Not so much. ‘Heavy’ aircraft all have excellent GPS moving maps, usually with a minimum of two in the cockpit.

Lighter aircraft (including smaller corporate jets) have really, really small cockpits. Space is at a premium. Full-size IFR / VFR Sectionals (paper maps which must be in the cockpit) get folded down to something that can fit on your knee, so anything larger that an iPad that you can fix to the yoke, just isn’t going to get used.

**A few years back, I posted to wherever I might be read, and sent emails to Apple, begging them to get into the avionics business. Aircraft panels are a mess of digital and analog that Apple could have (and still could) turned into wonders of simplicity. Monitoring engine/s, location, and flight performance is where most of a pilot’s time is spent, much more than actually flying the plane.

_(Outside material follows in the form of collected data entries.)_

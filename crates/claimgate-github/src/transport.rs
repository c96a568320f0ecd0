//! Byte-transport boundary for the GraphQL API.
//!
//! Implementations own HTTP, TLS, and timeouts. The client only needs
//! one blocking POST per query and a distinguishable status code on
//! failure.

use serde_json::Value;

/// Errors from the underlying transport.
#[derive(Debug, thiserror::Error)]
pub enum TransportError {
    /// The remote answered with a non-success HTTP status.
    #[error("remote returned status {status}")]
    Status { status: u16 },

    #[error("transport failure: {0}")]
    Io(String),
}

/// One blocking GraphQL POST.
///
/// `bearer` is the credential for this specific query; the issue-data
/// and viewer-identity queries use different ones.
pub trait GraphQlTransport {
    fn post(&self, query: &str, variables: &Value, bearer: &str)
    -> Result<Value, TransportError>;
}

Even with automated systems, the pilot’s workload is constant, and horrendous.


Could a larger iPad be used as a 2nd monitor for a Mac?

Bernice Ramsey

You didn’t mention that a larger screen will help visually impaired people to enjoy the same features those, who can see normally, take for granted.  I have an age related vision problem and when I use my iPad I have to use reading glasses and sometimes that is not quite enough.  I do not like caring a computer that has to be opened up and balanced.  A larger screen iPad would entice me into buying a new iPad even though I mine is new.